Each line below either holds the string "Deserialize" or doesn't. Count those that do and give only the number.
═════ DATASET RECORDS ═════
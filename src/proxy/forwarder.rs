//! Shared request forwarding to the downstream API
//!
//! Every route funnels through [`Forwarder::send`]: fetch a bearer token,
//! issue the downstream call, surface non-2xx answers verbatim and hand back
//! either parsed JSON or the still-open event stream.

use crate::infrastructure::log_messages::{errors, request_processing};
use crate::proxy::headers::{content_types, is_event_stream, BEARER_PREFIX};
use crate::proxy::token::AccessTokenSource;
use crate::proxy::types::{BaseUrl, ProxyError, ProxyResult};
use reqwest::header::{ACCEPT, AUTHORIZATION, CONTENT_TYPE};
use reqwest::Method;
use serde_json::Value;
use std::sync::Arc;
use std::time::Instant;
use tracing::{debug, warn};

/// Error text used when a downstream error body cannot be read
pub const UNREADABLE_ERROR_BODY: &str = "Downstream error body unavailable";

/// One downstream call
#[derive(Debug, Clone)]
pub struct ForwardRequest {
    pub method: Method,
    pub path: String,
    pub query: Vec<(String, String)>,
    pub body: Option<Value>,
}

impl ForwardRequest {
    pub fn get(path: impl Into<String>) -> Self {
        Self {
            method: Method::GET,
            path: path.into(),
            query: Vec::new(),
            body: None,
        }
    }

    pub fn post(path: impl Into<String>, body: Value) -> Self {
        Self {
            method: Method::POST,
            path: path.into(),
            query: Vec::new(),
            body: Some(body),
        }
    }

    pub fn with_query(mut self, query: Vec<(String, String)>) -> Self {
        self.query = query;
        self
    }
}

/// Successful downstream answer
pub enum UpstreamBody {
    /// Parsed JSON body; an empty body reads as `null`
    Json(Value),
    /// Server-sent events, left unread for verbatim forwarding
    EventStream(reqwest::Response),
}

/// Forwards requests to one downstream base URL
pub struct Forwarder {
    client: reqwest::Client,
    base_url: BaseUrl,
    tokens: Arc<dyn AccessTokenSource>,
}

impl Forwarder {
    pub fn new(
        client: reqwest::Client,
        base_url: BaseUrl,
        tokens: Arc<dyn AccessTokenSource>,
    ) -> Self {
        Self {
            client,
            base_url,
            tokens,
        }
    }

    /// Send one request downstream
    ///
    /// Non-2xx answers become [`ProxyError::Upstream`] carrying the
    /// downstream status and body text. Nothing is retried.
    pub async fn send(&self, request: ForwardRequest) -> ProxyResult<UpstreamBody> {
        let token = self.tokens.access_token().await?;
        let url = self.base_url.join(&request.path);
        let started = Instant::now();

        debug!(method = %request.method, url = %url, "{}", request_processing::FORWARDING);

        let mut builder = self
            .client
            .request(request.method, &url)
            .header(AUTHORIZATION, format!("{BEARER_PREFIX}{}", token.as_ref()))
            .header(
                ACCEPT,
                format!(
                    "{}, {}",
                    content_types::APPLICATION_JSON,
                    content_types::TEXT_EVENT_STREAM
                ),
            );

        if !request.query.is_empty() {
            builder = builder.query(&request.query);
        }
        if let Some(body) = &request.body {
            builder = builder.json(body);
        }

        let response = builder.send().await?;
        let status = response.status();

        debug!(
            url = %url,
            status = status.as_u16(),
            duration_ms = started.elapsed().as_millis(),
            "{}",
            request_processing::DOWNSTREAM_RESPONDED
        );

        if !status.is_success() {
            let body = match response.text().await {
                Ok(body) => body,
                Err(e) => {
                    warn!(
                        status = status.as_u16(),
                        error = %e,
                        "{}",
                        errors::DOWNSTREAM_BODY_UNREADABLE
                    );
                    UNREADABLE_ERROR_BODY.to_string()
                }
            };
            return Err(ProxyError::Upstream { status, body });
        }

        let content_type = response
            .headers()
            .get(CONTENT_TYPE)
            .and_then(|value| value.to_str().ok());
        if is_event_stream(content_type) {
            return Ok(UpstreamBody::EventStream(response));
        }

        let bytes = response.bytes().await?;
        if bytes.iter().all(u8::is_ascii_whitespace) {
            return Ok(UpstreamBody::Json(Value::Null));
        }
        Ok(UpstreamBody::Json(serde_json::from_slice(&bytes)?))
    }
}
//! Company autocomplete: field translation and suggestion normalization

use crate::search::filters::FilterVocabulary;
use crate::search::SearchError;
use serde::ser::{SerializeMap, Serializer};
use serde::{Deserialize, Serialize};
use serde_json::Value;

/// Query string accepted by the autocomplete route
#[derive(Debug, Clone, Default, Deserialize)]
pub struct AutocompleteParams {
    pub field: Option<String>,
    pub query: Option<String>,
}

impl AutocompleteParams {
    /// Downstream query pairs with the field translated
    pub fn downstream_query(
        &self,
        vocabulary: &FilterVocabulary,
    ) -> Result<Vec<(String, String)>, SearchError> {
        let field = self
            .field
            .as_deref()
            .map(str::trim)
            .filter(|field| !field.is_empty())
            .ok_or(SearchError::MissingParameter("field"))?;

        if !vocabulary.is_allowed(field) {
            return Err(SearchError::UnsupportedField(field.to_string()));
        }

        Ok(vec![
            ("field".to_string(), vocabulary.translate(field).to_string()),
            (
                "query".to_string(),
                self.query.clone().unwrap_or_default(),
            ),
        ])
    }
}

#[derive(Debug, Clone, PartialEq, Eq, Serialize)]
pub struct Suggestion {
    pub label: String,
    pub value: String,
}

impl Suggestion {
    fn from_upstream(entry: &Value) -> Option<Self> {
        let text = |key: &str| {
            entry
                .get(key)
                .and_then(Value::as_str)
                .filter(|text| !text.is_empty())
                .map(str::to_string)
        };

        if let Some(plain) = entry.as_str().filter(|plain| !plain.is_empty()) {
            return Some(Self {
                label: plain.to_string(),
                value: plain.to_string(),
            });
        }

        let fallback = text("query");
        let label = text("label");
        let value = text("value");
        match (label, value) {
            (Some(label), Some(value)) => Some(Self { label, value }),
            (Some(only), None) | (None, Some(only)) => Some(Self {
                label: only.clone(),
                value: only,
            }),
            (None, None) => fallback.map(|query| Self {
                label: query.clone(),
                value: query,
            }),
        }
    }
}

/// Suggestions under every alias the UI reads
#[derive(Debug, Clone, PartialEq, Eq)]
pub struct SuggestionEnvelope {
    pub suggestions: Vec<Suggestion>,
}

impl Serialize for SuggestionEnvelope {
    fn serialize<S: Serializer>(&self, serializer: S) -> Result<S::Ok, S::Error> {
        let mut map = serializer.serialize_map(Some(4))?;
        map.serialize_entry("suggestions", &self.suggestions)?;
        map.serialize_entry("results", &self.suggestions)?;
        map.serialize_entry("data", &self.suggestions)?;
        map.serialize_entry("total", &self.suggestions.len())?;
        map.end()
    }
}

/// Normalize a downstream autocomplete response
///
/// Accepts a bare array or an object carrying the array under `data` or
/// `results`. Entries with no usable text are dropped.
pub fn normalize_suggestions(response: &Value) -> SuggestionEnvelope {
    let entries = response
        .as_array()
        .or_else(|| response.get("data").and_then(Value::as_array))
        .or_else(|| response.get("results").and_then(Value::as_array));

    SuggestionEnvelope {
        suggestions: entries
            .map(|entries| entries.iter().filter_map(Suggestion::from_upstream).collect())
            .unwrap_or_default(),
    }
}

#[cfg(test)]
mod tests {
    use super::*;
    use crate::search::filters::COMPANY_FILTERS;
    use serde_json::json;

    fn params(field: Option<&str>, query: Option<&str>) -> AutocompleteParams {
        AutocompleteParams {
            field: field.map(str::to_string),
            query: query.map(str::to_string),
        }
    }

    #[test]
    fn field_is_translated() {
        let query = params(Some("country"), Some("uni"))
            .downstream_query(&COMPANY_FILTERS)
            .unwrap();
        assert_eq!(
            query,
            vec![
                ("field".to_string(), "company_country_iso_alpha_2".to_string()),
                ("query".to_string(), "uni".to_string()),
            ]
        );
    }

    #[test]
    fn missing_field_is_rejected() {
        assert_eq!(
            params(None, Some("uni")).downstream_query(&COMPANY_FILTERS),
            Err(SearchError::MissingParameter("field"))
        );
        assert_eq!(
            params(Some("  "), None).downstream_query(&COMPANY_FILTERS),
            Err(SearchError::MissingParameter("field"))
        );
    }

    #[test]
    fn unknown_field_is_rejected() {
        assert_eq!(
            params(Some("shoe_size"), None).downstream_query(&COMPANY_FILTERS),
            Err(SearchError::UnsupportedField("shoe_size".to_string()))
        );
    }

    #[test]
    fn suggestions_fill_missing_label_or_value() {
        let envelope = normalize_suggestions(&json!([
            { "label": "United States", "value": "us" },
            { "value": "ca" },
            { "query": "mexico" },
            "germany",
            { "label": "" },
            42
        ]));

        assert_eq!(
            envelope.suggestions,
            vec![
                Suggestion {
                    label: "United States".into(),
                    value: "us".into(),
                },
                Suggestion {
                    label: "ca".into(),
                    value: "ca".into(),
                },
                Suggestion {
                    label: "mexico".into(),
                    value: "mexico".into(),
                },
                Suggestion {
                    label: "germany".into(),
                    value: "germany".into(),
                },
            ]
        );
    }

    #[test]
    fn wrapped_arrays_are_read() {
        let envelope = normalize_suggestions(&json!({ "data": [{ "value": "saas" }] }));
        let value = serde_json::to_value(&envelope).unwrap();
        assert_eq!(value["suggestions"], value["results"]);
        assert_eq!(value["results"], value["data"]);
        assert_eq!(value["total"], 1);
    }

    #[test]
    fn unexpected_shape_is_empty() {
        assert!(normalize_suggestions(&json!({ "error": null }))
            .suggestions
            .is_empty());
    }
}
═════
§ ANSWER BOX: 2